■ TASK REQUIREMENTS ■
Whichever lines include the word "Actions", copy them as they appear in the data.

(Stored items)
BEGIN
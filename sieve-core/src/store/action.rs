//! Actions and Updaters
//!
//! An [`Action`] is what travels from `dispatch` to the reducer: a type tag
//! plus an optional [`Updater`]. Actions without an updater are legal and
//! reduce to the unchanged state; the store uses one at construction.

use std::fmt;

use crate::error::UpdaterError;
use crate::state::{Draft, Value};

type UpdaterFn = Box<dyn FnOnce(&mut Draft) -> Result<Option<Value>, UpdaterError> + Send>;

/// What an updater closure may return.
///
/// - `()`: the draft's mutations become the next state.
/// - `Value`: the returned value replaces the state outright.
/// - `Result<T, E>`: `Err` aborts the dispatch and leaves the state as it was.
pub trait UpdateOutcome {
    /// Normalize into an optional replacement root.
    fn into_replacement(self) -> Result<Option<Value>, UpdaterError>;
}

impl UpdateOutcome for () {
    fn into_replacement(self) -> Result<Option<Value>, UpdaterError> {
        Ok(None)
    }
}

impl UpdateOutcome for Value {
    fn into_replacement(self) -> Result<Option<Value>, UpdaterError> {
        Ok(Some(self))
    }
}

impl<T, E> UpdateOutcome for Result<T, E>
where
    T: UpdateOutcome,
    E: Into<UpdaterError>,
{
    fn into_replacement(self) -> Result<Option<Value>, UpdaterError> {
        match self {
            Ok(outcome) => outcome.into_replacement(),
            Err(err) => Err(err.into()),
        }
    }
}

/// A boxed, one-shot draft mutation.
pub struct Updater(UpdaterFn);

impl Updater {
    /// Wrap a closure.
    pub fn new<F, R>(f: F) -> Self
    where
        F: FnOnce(&mut Draft) -> R + Send + 'static,
        R: UpdateOutcome,
    {
        Self(Box::new(move |draft: &mut Draft| f(draft).into_replacement()))
    }

    /// Run the updater against a draft.
    pub fn apply(self, draft: &mut Draft) -> Result<Option<Value>, UpdaterError> {
        (self.0)(draft)
    }
}

impl fmt::Debug for Updater {
    fn fmt(&self, f: &mut fmt::Formatter<'_>) -> fmt::Result {
        f.write_str("Updater(..)")
    }
}

/// A typed request to change the state.
#[derive(Debug)]
pub struct Action {
    kind: String,
    updater: Option<Updater>,
}

impl Action {
    /// An action carrying an updater.
    pub fn new<F, R>(kind: impl Into<String>, updater: F) -> Self
    where
        F: FnOnce(&mut Draft) -> R + Send + 'static,
        R: UpdateOutcome,
    {
        Self {
            kind: kind.into(),
            updater: Some(Updater::new(updater)),
        }
    }

    /// An action with no updater. Reducing it leaves the state unchanged.
    pub fn bare(kind: impl Into<String>) -> Self {
        Self {
            kind: kind.into(),
            updater: None,
        }
    }

    /// The action type.
    pub fn kind(&self) -> &str {
        &self.kind
    }

    /// Whether this action carries an updater.
    pub fn has_updater(&self) -> bool {
        self.updater.is_some()
    }

    pub(crate) fn into_parts(self) -> (String, Option<Updater>) {
        (self.kind, self.updater)
    }
}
END
■ SOLVED PROBLEM ■
//! Actions and Updaters
//! plus an optional [`Updater`]. Actions without an updater are legal and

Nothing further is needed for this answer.